[Saved entries]
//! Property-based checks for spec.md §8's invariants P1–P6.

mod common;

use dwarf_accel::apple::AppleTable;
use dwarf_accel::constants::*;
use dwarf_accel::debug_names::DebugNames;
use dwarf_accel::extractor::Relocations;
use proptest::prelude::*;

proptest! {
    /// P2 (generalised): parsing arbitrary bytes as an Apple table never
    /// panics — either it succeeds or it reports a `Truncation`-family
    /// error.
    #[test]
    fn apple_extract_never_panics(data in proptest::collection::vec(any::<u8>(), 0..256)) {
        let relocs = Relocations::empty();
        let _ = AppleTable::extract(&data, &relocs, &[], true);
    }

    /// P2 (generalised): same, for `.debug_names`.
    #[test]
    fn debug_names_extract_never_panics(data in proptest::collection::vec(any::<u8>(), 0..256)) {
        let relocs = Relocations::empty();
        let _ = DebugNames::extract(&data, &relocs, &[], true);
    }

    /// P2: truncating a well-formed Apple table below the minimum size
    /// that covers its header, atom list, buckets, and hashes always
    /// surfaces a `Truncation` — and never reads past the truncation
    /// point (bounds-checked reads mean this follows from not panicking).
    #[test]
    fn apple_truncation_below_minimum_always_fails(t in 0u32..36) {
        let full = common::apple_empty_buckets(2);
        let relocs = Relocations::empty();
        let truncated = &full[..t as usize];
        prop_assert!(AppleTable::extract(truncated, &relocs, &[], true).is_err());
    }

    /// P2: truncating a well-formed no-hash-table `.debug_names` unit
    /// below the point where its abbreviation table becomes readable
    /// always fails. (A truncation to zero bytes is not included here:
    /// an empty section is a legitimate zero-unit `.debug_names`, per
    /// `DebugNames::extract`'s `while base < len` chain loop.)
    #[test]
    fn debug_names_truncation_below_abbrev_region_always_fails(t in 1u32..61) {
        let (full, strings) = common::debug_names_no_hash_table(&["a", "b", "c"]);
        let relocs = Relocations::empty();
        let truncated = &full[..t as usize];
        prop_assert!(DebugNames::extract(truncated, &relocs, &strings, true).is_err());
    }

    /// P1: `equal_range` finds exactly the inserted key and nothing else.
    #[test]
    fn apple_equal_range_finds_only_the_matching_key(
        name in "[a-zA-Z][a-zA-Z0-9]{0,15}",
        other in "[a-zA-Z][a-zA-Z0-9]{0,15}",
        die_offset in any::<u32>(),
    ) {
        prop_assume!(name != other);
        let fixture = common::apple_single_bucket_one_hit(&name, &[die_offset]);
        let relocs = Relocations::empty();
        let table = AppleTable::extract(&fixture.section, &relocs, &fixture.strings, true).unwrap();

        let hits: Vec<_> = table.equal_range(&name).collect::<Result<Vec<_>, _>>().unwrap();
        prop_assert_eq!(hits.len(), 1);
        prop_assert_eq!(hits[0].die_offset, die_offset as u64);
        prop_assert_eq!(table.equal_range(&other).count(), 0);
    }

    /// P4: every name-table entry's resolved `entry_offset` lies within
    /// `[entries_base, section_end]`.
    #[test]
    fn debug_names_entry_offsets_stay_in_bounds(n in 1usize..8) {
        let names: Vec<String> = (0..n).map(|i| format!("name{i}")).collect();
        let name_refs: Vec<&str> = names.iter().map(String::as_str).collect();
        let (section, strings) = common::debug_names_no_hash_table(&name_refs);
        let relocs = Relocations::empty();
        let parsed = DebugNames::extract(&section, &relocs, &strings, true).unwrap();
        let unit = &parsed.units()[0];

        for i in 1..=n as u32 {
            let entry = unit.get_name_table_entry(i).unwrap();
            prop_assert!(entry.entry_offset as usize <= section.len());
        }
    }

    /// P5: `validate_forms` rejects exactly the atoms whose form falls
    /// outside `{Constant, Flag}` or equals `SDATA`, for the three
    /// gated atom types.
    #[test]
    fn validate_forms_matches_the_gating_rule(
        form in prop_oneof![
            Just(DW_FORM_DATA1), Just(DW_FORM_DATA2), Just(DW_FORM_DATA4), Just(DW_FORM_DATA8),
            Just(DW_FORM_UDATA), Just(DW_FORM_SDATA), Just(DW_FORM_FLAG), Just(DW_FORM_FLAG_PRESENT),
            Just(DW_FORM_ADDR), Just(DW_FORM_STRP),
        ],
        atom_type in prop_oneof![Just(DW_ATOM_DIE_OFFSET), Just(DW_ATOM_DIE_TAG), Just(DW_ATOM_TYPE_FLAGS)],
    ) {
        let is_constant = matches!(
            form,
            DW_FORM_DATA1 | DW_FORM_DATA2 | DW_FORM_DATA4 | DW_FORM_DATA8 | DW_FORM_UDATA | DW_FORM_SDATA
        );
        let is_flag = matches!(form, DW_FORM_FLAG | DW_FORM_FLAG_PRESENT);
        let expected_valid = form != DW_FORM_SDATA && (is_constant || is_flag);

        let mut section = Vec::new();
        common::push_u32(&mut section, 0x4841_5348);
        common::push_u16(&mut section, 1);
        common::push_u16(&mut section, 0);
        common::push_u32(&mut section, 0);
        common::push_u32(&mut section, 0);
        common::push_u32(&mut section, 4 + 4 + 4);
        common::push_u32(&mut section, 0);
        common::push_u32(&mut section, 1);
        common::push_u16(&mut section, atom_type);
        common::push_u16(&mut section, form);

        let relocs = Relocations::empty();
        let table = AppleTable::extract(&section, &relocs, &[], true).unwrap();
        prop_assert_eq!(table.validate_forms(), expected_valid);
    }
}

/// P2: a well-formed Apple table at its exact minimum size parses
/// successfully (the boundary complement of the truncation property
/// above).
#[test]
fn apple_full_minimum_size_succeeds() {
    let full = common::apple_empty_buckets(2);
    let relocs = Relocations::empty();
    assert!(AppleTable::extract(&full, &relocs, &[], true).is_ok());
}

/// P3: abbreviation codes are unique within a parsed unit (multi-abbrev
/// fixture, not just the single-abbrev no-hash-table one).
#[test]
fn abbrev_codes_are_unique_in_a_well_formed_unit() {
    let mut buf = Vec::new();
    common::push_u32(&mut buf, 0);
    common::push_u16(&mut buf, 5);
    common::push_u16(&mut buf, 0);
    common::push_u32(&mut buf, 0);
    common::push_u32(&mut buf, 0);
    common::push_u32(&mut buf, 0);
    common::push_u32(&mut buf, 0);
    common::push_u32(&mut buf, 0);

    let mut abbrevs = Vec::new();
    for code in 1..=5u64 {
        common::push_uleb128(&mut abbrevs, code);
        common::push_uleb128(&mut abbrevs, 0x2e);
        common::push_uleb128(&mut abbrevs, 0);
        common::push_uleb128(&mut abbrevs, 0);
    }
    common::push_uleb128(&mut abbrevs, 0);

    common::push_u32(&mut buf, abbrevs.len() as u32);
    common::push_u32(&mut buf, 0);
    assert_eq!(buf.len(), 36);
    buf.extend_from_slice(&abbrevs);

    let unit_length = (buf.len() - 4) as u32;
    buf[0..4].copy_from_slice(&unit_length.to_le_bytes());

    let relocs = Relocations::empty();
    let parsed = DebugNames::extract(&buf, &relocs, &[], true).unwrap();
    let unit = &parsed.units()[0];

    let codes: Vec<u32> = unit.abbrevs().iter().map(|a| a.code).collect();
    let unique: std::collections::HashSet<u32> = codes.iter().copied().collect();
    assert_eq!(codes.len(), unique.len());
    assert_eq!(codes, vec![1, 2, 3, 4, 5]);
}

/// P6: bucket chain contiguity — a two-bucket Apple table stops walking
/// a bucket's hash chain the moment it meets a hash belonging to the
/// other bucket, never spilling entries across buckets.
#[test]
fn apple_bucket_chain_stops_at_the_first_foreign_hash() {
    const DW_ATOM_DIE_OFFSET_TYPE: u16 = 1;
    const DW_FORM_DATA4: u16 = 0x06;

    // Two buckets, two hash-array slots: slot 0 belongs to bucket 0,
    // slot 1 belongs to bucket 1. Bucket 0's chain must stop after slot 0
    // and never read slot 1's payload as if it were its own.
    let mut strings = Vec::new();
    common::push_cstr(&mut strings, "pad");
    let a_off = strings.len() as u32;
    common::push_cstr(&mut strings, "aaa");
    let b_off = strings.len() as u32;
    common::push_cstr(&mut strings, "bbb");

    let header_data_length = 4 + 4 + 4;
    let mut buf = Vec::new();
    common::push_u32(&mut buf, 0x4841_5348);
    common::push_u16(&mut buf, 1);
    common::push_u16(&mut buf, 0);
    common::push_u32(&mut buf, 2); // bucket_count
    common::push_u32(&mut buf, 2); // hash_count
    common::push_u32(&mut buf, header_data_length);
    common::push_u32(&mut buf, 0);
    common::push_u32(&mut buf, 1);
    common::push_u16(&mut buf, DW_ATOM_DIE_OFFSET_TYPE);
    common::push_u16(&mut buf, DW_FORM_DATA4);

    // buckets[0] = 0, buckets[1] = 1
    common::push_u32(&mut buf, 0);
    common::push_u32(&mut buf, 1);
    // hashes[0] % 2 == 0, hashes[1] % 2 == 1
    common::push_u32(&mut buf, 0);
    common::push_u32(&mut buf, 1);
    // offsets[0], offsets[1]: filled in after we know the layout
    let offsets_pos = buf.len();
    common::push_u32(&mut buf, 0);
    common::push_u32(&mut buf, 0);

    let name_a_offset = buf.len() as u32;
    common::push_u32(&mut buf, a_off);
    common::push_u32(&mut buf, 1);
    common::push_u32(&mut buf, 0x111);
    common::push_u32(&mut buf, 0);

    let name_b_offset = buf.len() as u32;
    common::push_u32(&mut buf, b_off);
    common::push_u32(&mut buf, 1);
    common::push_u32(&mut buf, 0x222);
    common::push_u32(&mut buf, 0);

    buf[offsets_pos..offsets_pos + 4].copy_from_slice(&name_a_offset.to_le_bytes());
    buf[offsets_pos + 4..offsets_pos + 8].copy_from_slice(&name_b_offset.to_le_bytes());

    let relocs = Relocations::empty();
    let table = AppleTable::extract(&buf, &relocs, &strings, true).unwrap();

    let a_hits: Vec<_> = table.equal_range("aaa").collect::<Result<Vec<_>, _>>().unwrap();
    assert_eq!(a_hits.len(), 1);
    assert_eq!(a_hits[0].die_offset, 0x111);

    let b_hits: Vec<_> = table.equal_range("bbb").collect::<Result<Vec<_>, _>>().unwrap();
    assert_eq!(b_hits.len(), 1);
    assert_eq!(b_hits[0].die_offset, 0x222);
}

*WORK INSTRUCTIONS*. Filter the entries above down to the lines that hold the word "abbreviation", and copy those lines.

*YOUR SOLUTION*.
    /// below the point where its abbreviation table becomes readable
/// P3: abbreviation codes are unique within a parsed unit (multi-abbrev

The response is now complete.